The article looked at transference in a deeper and more complex way and defined four different levels of transference which may be used in the psycho-analytic process and which are considered key to that way of working.  These levels were summarized at the beginning of the article as ranging from:

“ interpretations that point to links between current events in the analysis and events from the patient’s history, through interpretations that link events in the patient’s external life to the patient’s often unconscious phantasies about the analyst and the analysis, to interpretations that focus on the use of the analyst and the analytic situation to enact unconscious phantasy configurations, sometimes pulling the analyst into the enactment”.

We grappled to understand these concepts and how they would operate, in particular the phantasy “configurations”. a  It was helpful that four consecutive sessions of the analysis of a client were presented and demonstrated how the level of interpretation could shift as the level of understanding on the part of both analyst and patient deepened also.

We did, however, have some reservations. We questioned whether the analyst was always such a central figure for the client but could at times be more tangential without this being a form of defensiveness on the part of the client/patient!

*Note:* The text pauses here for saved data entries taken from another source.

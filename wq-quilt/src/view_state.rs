//! View parameters chosen by the presentation layer: city, time window and
//! display mode.

use crate::error::{QuiltError, Result};
use crate::quilt::{DisplayMode, ViewMode};
use chrono::{Datelike, NaiveDate};
use serde::Serialize;
use wq_utils::dates::{format_month_year, month_bounds, year_bounds};

/// City shown before the user picks one.
pub const DEFAULT_CITY: &str = "Anchorage, AK";

/// The current view. The selected date is always the first of a month; in
/// year view only its year matters.
#[derive(Debug, Clone, PartialEq, Eq, Serialize)]
pub struct ViewState {
    view_mode: ViewMode,
    display_mode: DisplayMode,
    selected_date: NaiveDate,
    selected_city: String,
}

impl ViewState {
    /// Month view of the month containing `today`, for [`DEFAULT_CITY`].
    pub fn new(today: NaiveDate) -> Self {
        Self {
            view_mode: ViewMode::Month,
            display_mode: DisplayMode::Temperature,
            selected_date: first_of_month(today),
            selected_city: DEFAULT_CITY.to_string(),
        }
    }

    pub fn view_mode(&self) -> ViewMode {
        self.view_mode
    }

    pub fn display_mode(&self) -> DisplayMode {
        self.display_mode
    }

    pub fn selected_date(&self) -> NaiveDate {
        self.selected_date
    }

    pub fn selected_city(&self) -> &str {
        &self.selected_city
    }

    /// Switching modes keeps the selected date.
    pub fn set_view_mode(&mut self, view_mode: ViewMode) {
        self.view_mode = view_mode;
    }

    pub fn set_display_mode(&mut self, display_mode: DisplayMode) {
        self.display_mode = display_mode;
    }

    pub fn set_city(&mut self, city: impl Into<String>) {
        self.selected_city = city.into();
    }

    pub fn set_selected_date(&mut self, date: NaiveDate) {
        self.selected_date = first_of_month(date);
    }

    /// Apply the date picker value: `YYYY-MM` in month view, `YYYY` in year
    /// view (which selects January 1).
    pub fn set_date_input(&mut self, input: &str) -> Result<()> {
        let input = input.trim();
        let date = match self.view_mode {
            ViewMode::Month => {
                let (year, month) = input
                    .split_once('-')
                    .ok_or_else(|| bad_input(input, "expected YYYY-MM"))?;
                let year: i32 = year.parse().map_err(|_| bad_input(input, "bad year"))?;
                let month: u32 = month.parse().map_err(|_| bad_input(input, "bad month"))?;
                NaiveDate::from_ymd_opt(year, month, 1)
                    .ok_or_else(|| bad_input(input, "month must be between 1 and 12"))?
            }
            ViewMode::Year => {
                let year: i32 = input.parse().map_err(|_| bad_input(input, "expected YYYY"))?;
                NaiveDate::from_ymd_opt(year, 1, 1).ok_or_else(|| bad_input(input, "year out of range"))?
            }
        };
        self.selected_date = date;
        Ok(())
    }

    /// Date picker value for the current mode: `2024-03` or `2024`.
    pub fn date_input_value(&self) -> String {
        match self.view_mode {
            ViewMode::Month => format!("{}-{:02}", self.selected_date.year(), self.selected_date.month()),
            ViewMode::Year => self.selected_date.year().to_string(),
        }
    }

    /// First and last day (inclusive) of the selected month or year.
    pub fn date_window(&self) -> Result<(NaiveDate, NaiveDate)> {
        let year = self.selected_date.year();
        let window = match self.view_mode {
            ViewMode::Month => month_bounds(year, self.selected_date.month()),
            ViewMode::Year => year_bounds(year),
        };
        window.ok_or_else(|| {
            QuiltError::InvalidViewInput(format!("no calendar window for {}", self.selected_date))
        })
    }

    /// Caption above the quilts: "Showing 31 days for March 2024".
    pub fn summary(&self, day_count: usize) -> String {
        let period = match self.view_mode {
            ViewMode::Month => format_month_year(&self.selected_date),
            ViewMode::Year => self.selected_date.year().to_string(),
        };
        format!("Showing {} days for {}", day_count, period)
    }
}

fn first_of_month(date: NaiveDate) -> NaiveDate {
    date.with_day(1).unwrap_or(date)
}

fn bad_input(input: &str, reason: &str) -> QuiltError {
    QuiltError::InvalidViewInput(format!("'{}': {}", input, reason))
}
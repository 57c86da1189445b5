//! Color-mapping engine for daily weather quilts.
//!
//! A quilt is a grid of patches, one per day, colored by the day's average
//! temperature, its precipitation, or both (split diagonally). This crate
//! turns ordered [`DayRecord`]s into render-ready [`PatchDescriptor`]s and
//! provides the legend data, the detail-view selection model and the view
//! parameters a presentation layer needs. It performs no I/O.
//!
//! # Usage
//!
//! ```rust
//! use chrono::NaiveDate;
//! use wq_quilt::{build_patches, DayRecord, DisplayMode, QuiltScales, ViewMode};
//!
//! let scales = QuiltScales::new().unwrap();
//! let day = DayRecord::new(
//!     NaiveDate::from_ymd_opt(2024, 3, 4).unwrap(),
//!     Some(60.0),
//!     Some(80.0),
//!     None,
//! );
//!
//! let patches = build_patches(&[day], ViewMode::Month, DisplayMode::Temperature, &scales).unwrap();
//! assert_eq!(patches[0].avg_temp, Some(70.0));
//! assert_eq!(patches[0].temperature_color.to_hex(), "#fff176");
//! assert_eq!(patches[0].precipitation_color, scales.precipitation.missing_color());
//! ```
//!
//! # Modules
//!
//! - [`color`] - hex colors, stop tables and linear interpolation
//! - [`scales`] - the fixed temperature and precipitation scales
//! - [`quilt`] - patch construction for month and year views
//! - [`legend`] - sampled gradients and labeled markers
//! - [`selection`] - the single-day detail view
//! - [`view_state`] - city, date window and display mode
//! - [`acis`] - reader for NOAA RCC-ACIS StnData responses

pub mod acis;
pub mod color;
pub mod day_record;
pub mod error;
pub mod legend;
pub mod quilt;
pub mod scales;
pub mod selection;
pub mod view_state;

pub use acis::{parse_stn_data, AcisImport};
pub use color::{ColorScale, ColorStop, ColorTable, Rgb};
pub use day_record::DayRecord;
pub use error::{QuiltError, Result};
pub use legend::{build_gradient, GradientStop, Legend, LegendKind, LegendMarker};
pub use quilt::{
    build_patch, build_patches, build_quilt_pair, DisplayMode, PatchDescriptor, PatchFill,
    QuiltPair, ViewMode,
};
pub use scales::{PrecipitationLevel, QuiltScales};
pub use selection::{DetailView, SelectionState};
pub use view_state::{ViewState, DEFAULT_CITY};
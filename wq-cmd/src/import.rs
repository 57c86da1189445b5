//! The `import` command: convert a saved ACIS StnData response to a weather CSV.

use anyhow::Context;
use log::{info, warn};
use wq_quilt::parse_stn_data;

pub fn run_import(acis: &str, city: &str, station: &str, output: &str) -> anyhow::Result<()> {
    let body = std::fs::read_to_string(acis)
        .with_context(|| format!("Failed to read ACIS response {}", acis))?;
    let import = parse_stn_data(&body)?;
    if import.skipped > 0 {
        warn!("{}: skipped {} unreadable rows", acis, import.skipped);
    }
    info!(
        "Imported {} days for {} from {}",
        import.records.len(),
        city,
        import.station_name.as_deref().unwrap_or(station)
    );

    let csv = wq_db::weather_csv(city, station, &import.records)?;
    std::fs::write(output, csv).with_context(|| format!("Failed to write {}", output))?;
    info!("Wrote {}", output);
    Ok(())
}
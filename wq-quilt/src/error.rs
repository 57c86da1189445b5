/// Error types for the weather quilt engine
use chrono::NaiveDate;
use thiserror::Error;

/// Main error type for quilt operations.
///
/// Missing measurements are not errors; they map to a scale's missing color.
#[derive(Error, Debug, Clone, PartialEq)]
pub enum QuiltError {
    /// Malformed color table or legend sampling parameters
    #[error("Invalid color scale configuration: {0}")]
    Configuration(String),

    /// A day record violates a field invariant (e.g. negative precipitation)
    #[error("Invalid weather record for {date}: {reason}")]
    InvalidRecord { date: NaiveDate, reason: String },

    /// Date picker or view parameter that cannot be applied
    #[error("Invalid view input: {0}")]
    InvalidViewInput(String),

    /// ACIS StnData response that cannot be read
    #[error("Failed to parse ACIS response: {0}")]
    AcisParse(String),
}

/// Type alias for Results using QuiltError
pub type Result<T> = std::result::Result<T, QuiltError>;
//! The `cities` command: list the cities in a weather CSV.

use wq_db::Database;

pub fn run_cities(data: &str) -> anyhow::Result<()> {
    let db = crate::open_store(data)?;
    let text = render(&db)?;
    crate::emit(&text, None)
}

/// One line per city with its first and last stored day.
pub fn render(db: &Database) -> anyhow::Result<String> {
    let mut lines = Vec::new();
    for city in db.query_cities()? {
        match db.query_date_range(&city)? {
            Some(range) => lines.push(format!("{}\t{}\t{}", city, range.first, range.last)),
            None => lines.push(city),
        }
    }
    Ok(lines.join("\n"))
}
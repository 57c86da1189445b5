//! The `detail` command: select one day and print its detail view.

use wq_quilt::{DetailView, SelectionState};
use wq_utils::dates::parse_date;

pub fn run_detail(data: &str, city: &str, date: &str) -> anyhow::Result<()> {
    let date = parse_date(date)?;
    let db = crate::open_store(data)?;
    let day = db
        .query_day(city, date)?
        .ok_or_else(|| anyhow::anyhow!("No weather data for {} on {}", city, date))?;

    let mut selection = SelectionState::new();
    selection.select(&day)?;
    let text = selection.detail().map(render).unwrap_or_default();
    crate::emit(&text, None)
}

/// Aligned `label: value` lines.
pub fn render(detail: &DetailView) -> String {
    let rows = detail.rows();
    let width = rows.iter().map(|(label, _)| label.len()).max().unwrap_or(0);
    rows.iter()
        .map(|(label, value)| format!("{:<width$}  {}", format!("{}:", label), value, width = width + 1))
        .collect::<Vec<_>>()
        .join("\n")
}
use ratatui::style::Color;

pub fn color_for_language(language: &str) -> Color {
    match language {
        "Rust" => Color::LightRed,
        "JavaScript" | "CoffeeScript" => Color::Yellow,
        "TypeScript" => Color::Blue,
        "Python" | "Jupyter Notebook" => Color::LightYellow,
        "Go" => Color::Cyan,
        "Java" | "Kotlin" | "Scala" => Color::Red,
        "C" | "C++" | "C#" | "Objective-C" => Color::LightBlue,
        "Ruby" | "Elixir" | "Erlang" => Color::LightMagenta,
        "PHP" | "Hack" => Color::Magenta,
        "Swift" | "Dart" => Color::LightCyan,
        "HTML" | "CSS" | "SCSS" | "Vue" | "Svelte" => Color::Green,
        "Shell" | "PowerShell" | "Dockerfile" | "Makefile" => Color::Gray,
        "Haskell" | "OCaml" | "F#" | "Clojure" | "Lisp" => Color::LightGreen,
        _ => Color::White,
    }
}

/// Star glyph used in the results table and status bar
pub const STAR_ICON: &str = "\u{2B50}";

/// Marker for a bookmarked row
pub const BOOKMARK_ICON: &str = "\u{2605}";

/// Marker for an unbookmarked row
pub const BOOKMARK_EMPTY_ICON: &str = "\u{2606}";
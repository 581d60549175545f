//! GitHub search API client
//!
//! Thin blocking client for the repository search endpoint. The base URL is
//! injectable so tests can point it at a local mock server.

use crate::error::{RepoScoutError, Result};
use serde::{Deserialize, Serialize};

/// Production API endpoint
pub const GITHUB_API_BASE: &str = "https://api.github.com";

/// Fixed result window; there is no pagination beyond the first page
pub const MAX_RESULTS: u32 = 30;

/// Repository owner descriptor
#[derive(Debug, Clone, PartialEq, Eq, Serialize, Deserialize)]
pub struct RepoOwner {
    pub login: String,
    pub avatar_url: String,
}

/// One repository search result.
///
/// Immutable once fetched; bookmarking copies the value wholesale into
/// persistent storage, so every field here round-trips through JSON.
#[derive(Debug, Clone, PartialEq, Serialize, Deserialize)]
pub struct Repository {
    pub id: u64,
    pub name: String,
    pub full_name: String,
    #[serde(default)]
    pub description: Option<String>,
    pub html_url: String,
    pub stargazers_count: u64,
    #[serde(default)]
    pub language: Option<String>,
    pub owner: RepoOwner,
}

/// Response body of `GET /search/repositories`
#[derive(Debug, Clone, Default, Serialize, Deserialize)]
pub struct SearchResponse {
    pub total_count: u64,
    pub incomplete_results: bool,
    pub items: Vec<Repository>,
}

impl SearchResponse {
    /// The result set for a blank query: nothing, without touching the network
    pub fn empty() -> Self {
        Self::default()
    }
}

/// Blocking GitHub API client
#[derive(Clone)]
pub struct GitHubClient {
    http: reqwest::blocking::Client,
    base_url: String,
}

impl GitHubClient {
    pub fn new() -> Result<Self> {
        Self::with_base_url(GITHUB_API_BASE)
    }

    /// Build a client against a custom base URL (used by tests)
    pub fn with_base_url(base_url: impl Into<String>) -> Result<Self> {
        let http = reqwest::blocking::Client::builder()
            .user_agent(concat!("reposcout/", env!("CARGO_PKG_VERSION")))
            .build()?;

        Ok(Self {
            http,
            base_url: base_url.into(),
        })
    }

    /// Search repositories by query, sorted by stars descending.
    ///
    /// A blank or whitespace-only query short-circuits to an empty result
    /// set without issuing a request. HTTP 403 maps to the dedicated
    /// rate-limit error; any other non-2xx maps to an API error carrying
    /// the status text.
    pub fn search_repositories(&self, query: &str) -> Result<SearchResponse> {
        if query.trim().is_empty() {
            return Ok(SearchResponse::empty());
        }

        let url = format!("{}/search/repositories", self.base_url);
        let per_page = MAX_RESULTS.to_string();

        let response = self
            .http
            .get(&url)
            .header(reqwest::header::ACCEPT, "application/vnd.github.v3+json")
            .query(&[
                ("q", query),
                ("per_page", per_page.as_str()),
                ("sort", "stars"),
                ("order", "desc"),
            ])
            .send()?;

        let status = response.status();
        if status == reqwest::StatusCode::FORBIDDEN {
            return Err(RepoScoutError::RateLimited);
        }
        if !status.is_success() {
            let status_text = status
                .canonical_reason()
                .map(str::to_string)
                .unwrap_or_else(|| status.as_u16().to_string());
            return Err(RepoScoutError::ApiStatus(status_text));
        }

        Ok(response.json()?)
    }
}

We also prefer the more person-centred notion that it is preferable for the client to make sense of their experience

before the therapist offers an interpretation. We had some distrust of the certainty shown by the analyst in the way interpretations are stated and given to the client almost as fact while respecting that this method is based on extensive training and clearly can be effective with long-term clients

who are being seen three, four or five times a week.

The article also contained a fascinating analysis of a dream which was seen as an integral part of the therapeutic process and did yield some rich material.

That led to a brief discussion of how we all work with client’s dreams in different ways, two of us liking the gestalt notion of each part of a dream representing something about the client.

As always, we had a useful sharing of views and support for each other.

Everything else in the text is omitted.